Besides, borrowing costs do not include imputed or actual cost of equity capital, counting any preferred capital which is not cataloged as a liability pursuant to. Borrowing costs are, generally, attributable to the acquisition, production or construction of a qualifying asset should be capitalized as a part of the asset’s cost.
Accounting treatment for borrowing costs
The standard accounting treatment for borrowing costs is that each borrowing cost should be expensed in the specific period in which they were incurred. The allowable alternative treatment is that the borrowing costs related to the acquisition, production, and construction of a qualifying asset should be treated as part of the relevant asset’s cost.

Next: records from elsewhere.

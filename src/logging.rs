use anyhow::Result;
use tracing::Level;
use tracing_subscriber::fmt;

/// Sends diagnostics to stderr when `verbose` is set; otherwise stays
/// silent so stdout carries only the report.
pub fn init(verbose: bool) -> Result<()> {
    if !verbose {
        return Ok(());
    }
    let _ = fmt()
        .with_writer(std::io::stderr)
        .with_max_level(Level::DEBUG)
        .with_target(false)
        .with_level(true)
        .try_init();
    Ok(())
}
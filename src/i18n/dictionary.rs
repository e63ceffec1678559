use anyhow::{anyhow, Context, Result};
use serde::Deserialize;
use serde_json::Value;
use std::collections::HashMap;
use std::fmt;

/// One value of a flat locale file.
#[derive(Debug, Clone, PartialEq, Deserialize)]
#[serde(untagged)]
pub enum Entry {
    Text(String),
    List(Vec<String>),
    Other(Value),
}

impl Entry {
    pub(crate) fn as_scalar(&self) -> Option<String> {
        match self {
            Entry::Text(text) => Some(text.clone()),
            Entry::Other(Value::Number(number)) => Some(number.to_string()),
            Entry::Other(Value::Bool(flag)) => Some(flag.to_string()),
            _ => None,
        }
    }
}

#[derive(Debug, Clone, Default)]
pub struct Dictionary {
    entries: HashMap<String, Entry>,
}

impl Dictionary {
    pub fn parse(raw: &str) -> Result<Self> {
        let value: Value =
            serde_json::from_str(raw).with_context(|| "failed to parse locale JSON")?;
        let Value::Object(map) = value else {
            return Err(anyhow!("locale JSON must be an object of flat keys"));
        };
        let mut entries = HashMap::with_capacity(map.len());
        for (key, value) in map {
            let entry = serde_json::from_value(value)
                .with_context(|| format!("invalid locale entry '{}'", key))?;
            entries.insert(key, entry);
        }
        Ok(Self { entries })
    }

    pub fn get(&self, key: &str) -> Option<&Entry> {
        self.entries.get(key)
    }

    pub fn len(&self) -> usize {
        self.entries.len()
    }

    pub fn is_empty(&self) -> bool {
        self.entries.is_empty()
    }
}

/// Named values substituted into `{name}` placeholders.
#[derive(Debug, Clone, Default)]
pub struct Params {
    values: Vec<(String, String)>,
}

impl Params {
    pub fn new() -> Self {
        Self::default()
    }

    pub fn with(mut self, name: impl Into<String>, value: impl fmt::Display) -> Self {
        self.values.push((name.into(), value.to_string()));
        self
    }

    pub fn is_empty(&self) -> bool {
        self.values.is_empty()
    }

    fn get(&self, name: &str) -> Option<&str> {
        self.values
            .iter()
            .rev()
            .find(|(key, _)| key == name)
            .map(|(_, value)| value.as_str())
    }
}

/// Single left-to-right pass; substituted values are never re-scanned and
/// placeholders without a matching param are copied through.
pub fn interpolate(template: &str, params: &Params) -> String {
    if params.is_empty() {
        return template.to_string();
    }
    let mut output = String::with_capacity(template.len());
    let mut rest = template;
    while let Some(open) = rest.find('{') {
        output.push_str(&rest[..open]);
        let after = &rest[open + 1..];
        let Some(close) = after.find('}') else {
            output.push_str(&rest[open..]);
            return output;
        };
        let name = &after[..close];
        match params.get(name) {
            Some(value) if !name.contains('{') => output.push_str(value),
            _ => {
                output.push('{');
                rest = after;
                continue;
            }
        }
        rest = &after[close + 1..];
    }
    output.push_str(rest);
    output
}
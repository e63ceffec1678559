use anyhow::Result;
use serde::Serialize;
use std::future::Future;
use std::pin::Pin;

use crate::image::ImageData;

mod gemini;
mod retry;

pub use gemini::Gemini;

#[derive(Debug, Clone, Serialize, PartialEq, Eq)]
pub struct ProviderUsage {
    pub prompt_tokens: Option<u64>,
    pub completion_tokens: Option<u64>,
    pub total_tokens: Option<u64>,
}

#[derive(Debug, Clone, Serialize)]
pub struct ProviderResponse {
    pub text: String,
    pub model: Option<String>,
    pub usage: Option<ProviderUsage>,
}

#[derive(Debug, Clone)]
pub enum MessagePart {
    Text(String),
    Data(ImageData),
}

pub type ProviderFuture = Pin<Box<dyn Future<Output = Result<ProviderResponse>> + Send>>;

/// A vision-language model reached over the network. Builders consume and
/// return `self` so a configured prototype can be cloned per request.
pub trait Provider: Clone + Send + Sync {
    fn append_user_input(self, input: String) -> Self;
    fn append_user_data(self, data: ImageData) -> Self;
    fn with_json_response(self) -> Self;
    fn with_temperature(self, temperature: f32) -> Self;
    fn generate(self) -> ProviderFuture;
}

/// Explicit key first, then the environment. Blank values count as unset.
pub fn resolve_key(override_key: Option<&str>) -> Option<String> {
    if let Some(key) = override_key.filter(|key| !key.trim().is_empty()) {
        return Some(key.trim().to_string());
    }
    ["GEMINI_API_KEY", "GOOGLE_API_KEY", "API_KEY"]
        .into_iter()
        .find_map(get_env)
}

fn get_env(key: &str) -> Option<String> {
    std::env::var(key)
        .ok()
        .map(|value| value.trim().to_string())
        .filter(|value| !value.is_empty())
}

In cases where the allowed alternative is adopted, it should be applied consistently to all borrowing cost, as an accounting treatment, incurred for the acquisition, production, or construction of qualifying asset.
In cases where funds are borrowed specifically, eligible costs for capitalization are actual costs incurred minus any income earned on the temporary investment of such borrowings. In case of funds being a part of the general pool, the eligible amount is calculated by applying a capitalization rate to the expenses on that asset. The capitalization rate is the weighted average of the borrowing cost which is applicable to the general pool.As per IAS, capitalization should be suspended during periods which involve interruption in active development. Also, capitalization should close down when all the substantial activities, essential for preparing the asset for its intended use or sale, have been accomplished. If only small modifications are pending, this signifies that substantially all activities have been accomplished.